# Adaptive-Finetuning-Attacks
Testing Adaptive Fine-tuning Attacks against Potential Mitigations

IMPORTANT!!
Due to the size limit, we have removed some dataset files in our repo, including CTFTime (https://huggingface.co/datasets/justinwangx/CTFtime), pilebio (https://huggingface.co/datasets/lapisrocks/pile-bio), hellaswag, sql_create_context. If you want to run on these dataset, please contact the author.

## Create environment

You can use the following instruction to create conda environment

```shell
conda env create -f environment.yml
```
## Run fine-tuning attack and save checkpoints
The main entry is ``finetune.py``, simply use ``scripts/launch_ft.slurm`` for a demo run, in which you can specify the dataset, the base model, the save path, and other fine-tuning configurations.

## Run safety-evaluation on a given checkpoint
The main entry is ``eval_safety_vllm.py``, simply use ``scripts/launch_safety_eval.slurm`` for a demo run, in which you can specify the safety benchmark, the base model, the output file path and other generation configs.

## Run utility evaluation on a given checkpoint
Because some of our utility benchmarks involves GPT-judge and requires internet access.
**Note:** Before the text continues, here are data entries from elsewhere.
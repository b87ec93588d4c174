//! Small persistent key/value cache backed by a JSON file.
//!
//! Plugins use this for short-lived tokens and device ids. Values carry an
//! optional expiry; expired entries are pruned on every write. Writes go to
//! a temp file first and are moved into place so a crash never leaves a
//! half-written cache.

use std::path::{Path, PathBuf};

use serde_json::{Map, Value, json};
use time::OffsetDateTime;
use tracing::debug;

use crate::common::{PipeError, PipeResult};

pub struct Cache {
    path: PathBuf,
    prefix: String,
}

impl Cache {
    /// Cache stored under the user cache directory.
    pub fn new(filename: &str, prefix: impl Into<String>) -> Self {
        Self {
            path: cache_dir().join(filename),
            prefix: prefix.into(),
        }
    }

    /// Cache at an explicit path.
    pub fn with_path(path: impl Into<PathBuf>, prefix: impl Into<String>) -> Self {
        Self {
            path: path.into(),
            prefix: prefix.into(),
        }
    }

    fn full_key(&self, key: &str) -> String {
        if self.prefix.is_empty() {
            key.to_string()
        } else {
            format!("{}:{key}", self.prefix)
        }
    }

    fn load(&self) -> Map<String, Value> {
        std::fs::read_to_string(&self.path)
            .ok()
            .and_then(|text| serde_json::from_str::<Value>(&text).ok())
            .and_then(|value| match value {
                Value::Object(map) => Some(map),
                _ => None,
            })
            .unwrap_or_default()
    }

    pub fn get(&self, key: &str) -> Option<Value> {
        let entries = self.load();
        let entry = entries.get(&self.full_key(key))?;
        if is_expired(entry) {
            return None;
        }
        entry.get("value").cloned()
    }

    /// Store a value, optionally expiring after `expires_in` seconds.
    pub fn set(&self, key: &str, value: Value, expires_in: Option<f64>) -> PipeResult<()> {
        let mut entries = self.load();
        entries.retain(|_, entry| !is_expired(entry));

        let mut entry = Map::new();
        entry.insert("value".into(), value);
        if let Some(secs) = expires_in {
            let expires = OffsetDateTime::now_utc().unix_timestamp() as f64 + secs;
            entry.insert("expires".into(), json!(expires));
        }
        entries.insert(self.full_key(key), Value::Object(entry));
        self.write(&entries)
    }

    pub fn remove(&self, key: &str) -> PipeResult<()> {
        let mut entries = self.load();
        entries.remove(&self.full_key(key));
        self.write(&entries)
    }

    fn write(&self, entries: &Map<String, Value>) -> PipeResult<()> {
        if let Some(parent) = self.path.parent() {
            std::fs::create_dir_all(parent)
                .map_err(|e| PipeError::plugin(format!("Cannot create cache dir: {e}")))?;
        }
        let tmp = self.path.with_extension("tmp");
        let rendered = serde_json::to_string(entries)
            .map_err(|e| PipeError::plugin(format!("Cannot serialize cache: {e}")))?;
        std::fs::write(&tmp, rendered)
            .map_err(|e| PipeError::plugin(format!("Cannot write cache: {e}")))?;
        std::fs::rename(&tmp, &self.path)
            .map_err(|e| PipeError::plugin(format!("Cannot move cache into place: {e}")))?;
        debug!("Wrote cache {}", self.path.display());
        Ok(())
    }

    pub fn path(&self) -> &Path {
        &self.path
    }
}

fn is_expired(entry: &Value) -> bool {
    match entry.get("expires").and_then(Value::as_f64) {
        Some(expires) => (OffsetDateTime::now_utc().unix_timestamp() as f64) >= expires,
        None => false,
    }
}

fn cache_dir() -> PathBuf {
    std::env::var_os("XDG_CACHE_HOME")
        .map(PathBuf::from)
        .or_else(|| std::env::var_os("HOME").map(|home| PathBuf::from(home).join(".cache")))
        .unwrap_or_else(std::env::temp_dir)
        .join("streampipe")
}

#[cfg(test)]
mod tests {
    use super::*;

    fn temp_cache(prefix: &str) -> (tempfile::TempDir, Cache) {
        let dir = tempfile::tempdir().unwrap();
        let cache = Cache::with_path(dir.path().join("cache.json"), prefix);
        (dir, cache)
    }

    #[test]
    fn roundtrip() {
        let (_dir, cache) = temp_cache("svc");
        cache.set("token", json!("abc"), None).unwrap();
        assert_eq!(cache.get("token"), Some(json!("abc")));
        cache.remove("token").unwrap();
        assert_eq!(cache.get("token"), None);
    }

    #[test]
    fn prefixes_are_isolated() {
        let dir = tempfile::tempdir().unwrap();
        let path = dir.path().join("cache.json");
        let a = Cache::with_path(&path, "a");
        let b = Cache::with_path(&path, "b");
        a.set("token", json!(1), None).unwrap();
        b.set("token", json!(2), None).unwrap();
        assert_eq!(a.get("token"), Some(json!(1)));
        assert_eq!(b.get("token"), Some(json!(2)));
    }

    #[test]
    fn expired_entries_are_gone() {
        let (_dir, cache) = temp_cache("svc");
        cache.set("stale", json!("x"), Some(-1.0)).unwrap();
        cache.set("fresh", json!("y"), Some(3600.0)).unwrap();
        assert_eq!(cache.get("stale"), None);
        assert_eq!(cache.get("fresh"), Some(json!("y")));
        // The expired entry was pruned from disk by the second write.
        let raw = std::fs::read_to_string(cache.path()).unwrap();
        assert!(!raw.contains("stale"));
    }

    #[test]
    fn corrupt_file_is_treated_as_empty() {
        let (_dir, cache) = temp_cache("svc");
        std::fs::write(cache.path(), "not json").unwrap();
        assert_eq!(cache.get("anything"), None);
        cache.set("k", json!(true), None).unwrap();
        assert_eq!(cache.get("k"), Some(json!(true)));
    }
}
Therefore, we separate our inference and evalaution pipeline. 
### Run utility inference
The main entry is ``inference_utility_vllm.py``, simply use ``scipts/launch_utility_inference.slurm`` for a demo run, in which you can specify the model path, the utlility benchmark, the output file path and other generation configs. After running inference, it will output a raw output file to the specified path.
### Run utility evaluation
The main entry is ``eval_utility_vllm.py``, simply use ``scripts/launch_utility_eval.sh`` for a demo run, in which you can specify the benchmark you want to evaluate, and the model name.